In circumstances where the breach occurred as a result of the organisation’s negligence, the ICO will consider whether the data controller was aware, or should have been aware, of a risk that a breach would occur. The guidance goes on to consider the sort of reasonable steps the data controller should have taken. This includes, for example, the data controller having good governance arrangements in place to establish clear lines of responsibility for preventing contraventions. It is worth reading the guidance to take account of the sort of steps the ICO expects organisations to take to ensure that personal data is held in accordance with the data protection principles. This section of the guidance sets out the sort of good housekeeping measures the ICO expects organisations to have in place.

Assessment of the Penalty

The value of the penalty will be assessed on a case by case basis by the ICO. When publishing the guidance, the ICO commented that it would take the organisation’s financial resources, sector and size into account when assessing what monetary penalty would be appropriate. It would also take the nature and the effect of the breach into account.

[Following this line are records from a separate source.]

//! # eq-analytics: Risk/Return Statistics for Equity Price Series
//!
//! This library provides the computational core of the equity analytics
//! toolkit: cleaned price series, date alignment, and the elementary
//! risk/return figures derived from daily closes.
//!
//! ## Core Components
//!
//! - **PriceSeries / AlignedPair**: sorted, validated close-price series and
//!   date-intersected pairs for benchmark-relative work
//! - **beta_var_report**: beta (covariance/variance ratio) plus 1% and 5%
//!   historical VaR from the instrument's own return distribution
//! - **return_profile**: expected annual return and annualized volatility
//!   scaled by the 252-trading-day convention
//!
//! ## Example Usage
//!
//! ```rust
//! use chrono::NaiveDate;
//! use eq_analytics::{beta_var_report, PricePoint, PriceSeries};
//!
//! let date = |day: u32| NaiveDate::from_ymd_opt(2024, 4, day).unwrap();
//! let points = |closes: &[f64]| {
//!     closes
//!         .iter()
//!         .enumerate()
//!         .map(|(i, &close)| PricePoint { date: date(1 + i as u32), close })
//!         .collect::<Vec<_>>()
//! };
//!
//! let stock = PriceSeries::new(points(&[100.0, 101.0, 102.0, 100.0])).unwrap();
//! let market = PriceSeries::new(points(&[50.0, 50.5, 51.5, 50.2])).unwrap();
//!
//! let report = beta_var_report(&stock, &market).unwrap();
//! assert!(report.beta > 0.0);
//! assert!(report.var_1pct <= report.var_5pct);
//! ```

mod error;
mod metrics;
mod series;
mod stats;

pub use error::{AnalyticsError, Result};
pub use metrics::{
    beta_var_report, return_profile, BetaVarReport, ReturnProfile, TRADING_DAYS_PER_YEAR,
};
pub use series::{AlignedPair, PricePoint, PriceSeries};
pub use stats::{beta, covariance_matrix, percentile};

The ICO gives the first indication in the guidance that it fully intends to use the new powers when it says that it will issue further guidance on the value of fines that will be levied once actual cases have presented themselves. The ICO also indicates that it is more likely to issue a monetary penalty where a particular category of breach is prevalent amongst data controllers, in order to set an example.

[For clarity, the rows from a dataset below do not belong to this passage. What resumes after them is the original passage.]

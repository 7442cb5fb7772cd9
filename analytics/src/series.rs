//! Price and return series primitives
//!
//! A [`PriceSeries`] is the cleaned input to every metric routine: sorted by
//! date, free of duplicates, every close positive and finite. Gappy inputs go
//! through [`PriceSeries::forward_filled`], which carries the last observed
//! close across missing rows. [`AlignedPair`] joins two series on their common
//! dates for benchmark-relative calculations.

use crate::error::{AnalyticsError, Result};
use chrono::NaiveDate;
use serde::{Deserialize, Serialize};
use std::cmp::Ordering;

/// A single daily observation: trading date and closing price
#[derive(Debug, Clone, Copy, PartialEq, Serialize, Deserialize)]
pub struct PricePoint {
    pub date: NaiveDate,
    pub close: f64,
}

/// Date-ordered closing prices for one instrument
///
/// Invariant: dates are strictly increasing and every close is a positive,
/// finite number.
#[derive(Debug, Clone, Default, Serialize, Deserialize)]
pub struct PriceSeries {
    points: Vec<PricePoint>,
}

impl PriceSeries {
    /// Build a series from raw observations
    ///
    /// Points are sorted by date. Duplicate dates and non-positive or
    /// non-finite closes are rejected.
    pub fn new(mut points: Vec<PricePoint>) -> Result<Self> {
        points.sort_by_key(|p| p.date);

        for pair in points.windows(2) {
            if pair[0].date == pair[1].date {
                return Err(AnalyticsError::DuplicateDate(pair[0].date));
            }
        }

        for point in &points {
            if !point.close.is_finite() || point.close <= 0.0 {
                return Err(AnalyticsError::InvalidPrice {
                    date: point.date,
                    close: point.close,
                });
            }
        }

        Ok(Self { points })
    }

    /// Build a series from rows that may be missing a close
    ///
    /// Rows are sorted by date; leading gaps are dropped and interior or
    /// trailing gaps carry the last observed close forward.
    pub fn forward_filled(mut rows: Vec<(NaiveDate, Option<f64>)>) -> Result<Self> {
        rows.sort_by_key(|(date, _)| *date);

        let mut points = Vec::with_capacity(rows.len());
        let mut last_close: Option<f64> = None;

        for (date, close) in rows {
            match close.or(last_close) {
                Some(value) => {
                    last_close = Some(value);
                    points.push(PricePoint { date, close: value });
                }
                // No close observed yet; nothing to carry forward
                None => continue,
            }
        }

        Self::new(points)
    }

    pub fn len(&self) -> usize {
        self.points.len()
    }

    pub fn is_empty(&self) -> bool {
        self.points.is_empty()
    }

    pub fn points(&self) -> &[PricePoint] {
        &self.points
    }

    /// Simple daily returns, one element shorter than the series
    ///
    /// The undefined first-period return is never materialized.
    pub fn daily_returns(&self) -> Vec<f64> {
        self.points
            .windows(2)
            .map(|w| (w[1].close - w[0].close) / w[0].close)
            .collect()
    }
}

/// Two price series joined on their common dates
///
/// Invariant: equal length, index-aligned, no missing value on either side.
#[derive(Debug, Clone)]
pub struct AlignedPair {
    dates: Vec<NaiveDate>,
    stock: Vec<f64>,
    market: Vec<f64>,
}

impl AlignedPair {
    /// Intersect two series by date, dropping rows present on only one side
    pub fn align(stock: &PriceSeries, market: &PriceSeries) -> Self {
        let s = stock.points();
        let m = market.points();

        let mut dates = Vec::new();
        let mut stock_closes = Vec::new();
        let mut market_closes = Vec::new();

        let (mut i, mut j) = (0, 0);
        while i < s.len() && j < m.len() {
            match s[i].date.cmp(&m[j].date) {
                Ordering::Less => i += 1,
                Ordering::Greater => j += 1,
                Ordering::Equal => {
                    dates.push(s[i].date);
                    stock_closes.push(s[i].close);
                    market_closes.push(m[j].close);
                    i += 1;
                    j += 1;
                }
            }
        }

        Self {
            dates,
            stock: stock_closes,
            market: market_closes,
        }
    }

    pub fn len(&self) -> usize {
        self.dates.len()
    }

    pub fn is_empty(&self) -> bool {
        self.dates.is_empty()
    }

    pub fn dates(&self) -> &[NaiveDate] {
        &self.dates
    }

    /// Daily returns of both legs over the aligned dates
    pub fn returns(&self) -> (Vec<f64>, Vec<f64>) {
        let pct = |closes: &[f64]| -> Vec<f64> {
            closes.windows(2).map(|w| (w[1] - w[0]) / w[0]).collect()
        };
        (pct(&self.stock), pct(&self.market))
    }
}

The guidance goes into more detail about the sort of mitigating and aggravating factors that the ICO will take into account. For example, if a large number of individuals are actually or potentially affected, or if the data controller carried out a deliberate or premeditated breach, a monetary penalty will be more likely. By contrast, a monetary penalty is less likely where the breach was caused by circumstances outside the data controller’s control and where the data controller had done all it reasonably could to comply with the DPA.

To access the full guidance, please see the following link:

Best Practice

The key message to take away is that now is a good time to ensure that compliance with the DPA is an integral part of your business operations (if you do not do so already). Don’t forget that the ICO will have to regard the way in which an offending organisation has handled its obligations under the DPA when deciding whether or not to levy a fine and the value of the fine itself. Therefore, it is not enough to pay lip service to your obligations under the DPA, and you should be ensuring that you have the processes and policies in place to make sure that your organisation and its staff comply with the DPA when carrying out business.

If your organisation routinely uses third party processors to handle personal information, it is important that not only do you select a reputable company, but that you enter into an appropriate data processing agreement and actively audit and manage the way in which data is handled during the life of the arrangement. This will assist your case in the event that your data processor commits a breach of the DPA which you could not have known about or prevented.